Photographie en noir et blanc granuleuse : portrait en gros plan de Sam Lomprez regardant l'appareil photo, la main près du visage, dans un intérieur lumineux aux contours flous. CV et informations de l'artiste Sam Lomprez : https://lomprezsam.com/Informations
Ce portrait en noir et blanc saisit un instant d'intimité frontal, où le regard croise directement l'objectif dans un cadre épuré. La granularité de l'image et la fadeur controlée de la tonalité renforcent une présence immédiate, presque confessionnelle. Le geste de la main portée au visage ancre le moment dans une posture de réflexion ou d'introspection.
La figure regarde l'appareil avec une intensité calme, la main remontée vers le menton ou la joue dans une pause pensée. Ce n'est pas un geste dramatique mais une attitude suspendue, celle du moment où l'on se recueille ou se concentre. L'énergie est interne, retenue : le portrait documente moins une action qu'une présence, une disponibilité du regard face au photographie.
Le cadrage serré concentre toute l'attention sur la tête et le buste, éliminant les distractions contextuelles. La lumière provient de face et des côtés, modelant les traits sans créer d'ombres agressives ; elle laisse le fond intérieur volontairement dépourvu de netteté, maintenu en arrière-plan lointain. La grain visible, grain organique du médium utilisé, donne à l'image une texture tactile qui rapproche l'observateur. Les contrastes sobres — noir, blanc, gris — construisent une simplicité formelle qui met le regard au centre.

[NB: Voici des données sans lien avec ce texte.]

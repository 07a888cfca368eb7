//! Cryptographic primitives for SealChain

use crate::error::ChainError;
use once_cell::sync::Lazy;
use rand::rngs::OsRng;
use secp256k1::{
    constants::{COMPACT_SIGNATURE_SIZE, PUBLIC_KEY_SIZE, SECRET_KEY_SIZE},
    ecdsa::Signature,
    All, Message, PublicKey, Secp256k1, SecretKey,
};
use serde::{Deserialize, Serialize};
use sha2::{Digest, Sha256};
use std::fmt;

/// A thread-safe, lazily initialized Secp256k1 context.
static SECP256K1_CONTEXT: Lazy<Secp256k1<All>> = Lazy::new(Secp256k1::new);

/// Length of a private key in its hex form.
pub const PRIVATE_KEY_HEX_LEN: usize = SECRET_KEY_SIZE * 2;

pub type Sha256Hash = [u8; 32];

/// Digest used for block sealing and for transaction signing payloads.
pub fn sha256(bytes: &[u8]) -> Sha256Hash {
    Sha256::digest(bytes).into()
}

/// An opaque participant identifier.
///
/// Addresses produced by [`KeyPair::address`] are the hex SHA-256 of the
/// compressed public key. Any other string is still a usable address; the
/// literal `Genesis` is reserved for mining rewards.
#[derive(Debug, Clone, PartialEq, Eq, Hash, PartialOrd, Ord, Serialize, Deserialize)]
#[serde(transparent)]
pub struct Address(String);

impl Address {
    pub const GENESIS: &'static str = "Genesis";

    pub fn new(value: impl Into<String>) -> Self {
        Address(value.into())
    }

    pub fn genesis() -> Self {
        Address(Self::GENESIS.to_string())
    }

    pub fn is_genesis(&self) -> bool {
        self.0 == Self::GENESIS
    }

    pub fn as_str(&self) -> &str {
        &self.0
    }

    /// Derives the address owned by a compressed public key.
    pub fn from_public_key(public_key_bytes: &[u8]) -> Self {
        Address(hex::encode(sha256(public_key_bytes)))
    }
}

impl fmt::Display for Address {
    fn fmt(&self, f: &mut fmt::Formatter<'_>) -> fmt::Result {
        f.write_str(&self.0)
    }
}

impl From<&str> for Address {
    fn from(value: &str) -> Self {
        Address::new(value)
    }
}

impl From<String> for Address {
    fn from(value: String) -> Self {
        Address(value)
    }
}

/// Structural check only: 64 hex symbols. Does not check that the key is
/// registered, nor that it lies inside the curve order.
pub fn is_valid_private_key(key: &str) -> bool {
    key.len() == PRIVATE_KEY_HEX_LEN && key.chars().all(|c| c.is_ascii_hexdigit())
}

#[derive(Debug, Clone)]
pub struct KeyPair {
    pub secret_key: SecretKey,
    pub public_key: PublicKey,
}

impl KeyPair {
    /// Generates a new random KeyPair using the OS random number generator.
    pub fn generate() -> Result<Self, ChainError> {
        let secret_key = SecretKey::new(&mut OsRng);
        Ok(Self::from_secret_key(secret_key))
    }

    pub fn from_secret_key(secret_key: SecretKey) -> Self {
        let public_key = PublicKey::from_secret_key(&SECP256K1_CONTEXT, &secret_key);
        KeyPair {
            secret_key,
            public_key,
        }
    }

    /// Creates a KeyPair from raw secret key bytes.
    pub fn from_secret_bytes(bytes: &[u8]) -> Result<Self, ChainError> {
        let secret_key = SecretKey::from_slice(bytes).map_err(|e| {
            if bytes.len() != SECRET_KEY_SIZE {
                ChainError::CryptoError(format!(
                    "Secret key must be {} bytes, got {}",
                    SECRET_KEY_SIZE,
                    bytes.len()
                ))
            } else {
                ChainError::CryptoError(format!("Invalid secret key bytes: {}", e))
            }
        })?;

        Ok(Self::from_secret_key(secret_key))
    }

    /// Parses the hex form handed out by [`KeyPair::secret_hex`].
    pub fn from_secret_hex(key: &str) -> Result<Self, ChainError> {
        if !is_valid_private_key(key) {
            return Err(ChainError::CryptoError(format!(
                "Private key must be {} hex characters",
                PRIVATE_KEY_HEX_LEN
            )));
        }
        let bytes = hex::decode(key)
            .map_err(|e| ChainError::CryptoError(format!("Invalid hex private key: {}", e)))?;
        Self::from_secret_bytes(&bytes)
    }

    pub fn secret_hex(&self) -> String {
        hex::encode(self.secret_key.secret_bytes())
    }

    /// Computes the ledger address (SHA-256 of the compressed public key).
    pub fn address(&self) -> Address {
        Address::from_public_key(&self.public_key_bytes())
    }

    pub fn public_key_bytes(&self) -> [u8; PUBLIC_KEY_SIZE] {
        self.public_key.serialize()
    }

    /// Signs a message (which is first hashed using SHA-256) and returns the compact signature bytes.
    pub fn sign(&self, message: &[u8]) -> Result<[u8; COMPACT_SIGNATURE_SIZE], ChainError> {
        let digest = sha256(message);
        let message = Message::from_digest_slice(&digest)
            .map_err(|e| ChainError::CryptoError(format!("Failed to create message: {}", e)))?;

        let signature = SECP256K1_CONTEXT.sign_ecdsa(&message, &self.secret_key);
        Ok(signature.serialize_compact())
    }
}

/// Verifies an ECDSA signature given the raw public key bytes, message, and signature bytes.
pub fn verify_signature(
    public_key_bytes: &[u8],
    message: &[u8],
    signature_bytes: &[u8],
) -> Result<(), ChainError> {
    if public_key_bytes.len() != PUBLIC_KEY_SIZE {
        return Err(ChainError::CryptoError(format!(
            "Public key must be exactly {} bytes (compressed), got {}",
            PUBLIC_KEY_SIZE,
            public_key_bytes.len()
        )));
    }
    if signature_bytes.len() != COMPACT_SIGNATURE_SIZE {
        return Err(ChainError::CryptoError(format!(
            "Signature must be exactly {} bytes (compact), got {}",
            COMPACT_SIGNATURE_SIZE,
            signature_bytes.len()
        )));
    }

    let public_key = PublicKey::from_slice(public_key_bytes)
        .map_err(|e| ChainError::CryptoError(format!("Invalid public key: {}", e)))?;

    let digest = sha256(message);
    let message = Message::from_digest_slice(&digest)
        .map_err(|e| ChainError::CryptoError(format!("Failed to create message: {}", e)))?;

    let signature = Signature::from_compact(signature_bytes)
        .map_err(|e| ChainError::CryptoError(format!("Invalid signature: {}", e)))?;

    SECP256K1_CONTEXT
        .verify_ecdsa(&message, &signature, &public_key)
        .map_err(|_| ChainError::CryptoError("Signature verification failed".to_string()))
}

/// Serde adapter storing a 32-byte hash as a hex string.
pub mod hex_hash {
    use super::Sha256Hash;
    use serde::{de::Error, Deserialize, Deserializer, Serializer};

    pub fn serialize<S: Serializer>(hash: &Sha256Hash, serializer: S) -> Result<S::Ok, S::Error> {
        serializer.serialize_str(&hex::encode(hash))
    }

    pub fn deserialize<'de, D: Deserializer<'de>>(deserializer: D) -> Result<Sha256Hash, D::Error> {
        let text = String::deserialize(deserializer)?;
        let bytes = hex::decode(&text).map_err(D::Error::custom)?;
        bytes
            .try_into()
            .map_err(|b: Vec<u8>| D::Error::custom(format!("hash must be 32 bytes, got {}", b.len())))
    }
}

/// Serde adapter storing optional byte strings (signatures, public keys) as hex.
pub mod hex_bytes_opt {
    use serde::{de::Error, Deserialize, Deserializer, Serializer};

    pub fn serialize<S: Serializer>(bytes: &Option<Vec<u8>>, serializer: S) -> Result<S::Ok, S::Error> {
        match bytes {
            Some(b) => serializer.serialize_some(&hex::encode(b)),
            None => serializer.serialize_none(),
        }
    }

    pub fn deserialize<'de, D: Deserializer<'de>>(deserializer: D) -> Result<Option<Vec<u8>>, D::Error> {
        Option::<String>::deserialize(deserializer)?
            .map(|text| hex::decode(text).map_err(D::Error::custom))
            .transpose()
    }
}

Ce portrait de face raconte la pratique documentaire d'un regard qui s'interroge et s'expose, plutôt qu'il ne la dissimule. L'absence de décor élaboré, la nudité volontaire de la composition, disent quelque chose de la transparence : la photographie devient une rencontre sobre, presque un appel. Le tempérament noir et blanc, associé à cette clarté formelle, inscrit le sujet dans une filiation de portraiture directe où le visage prime et parle de lui-même.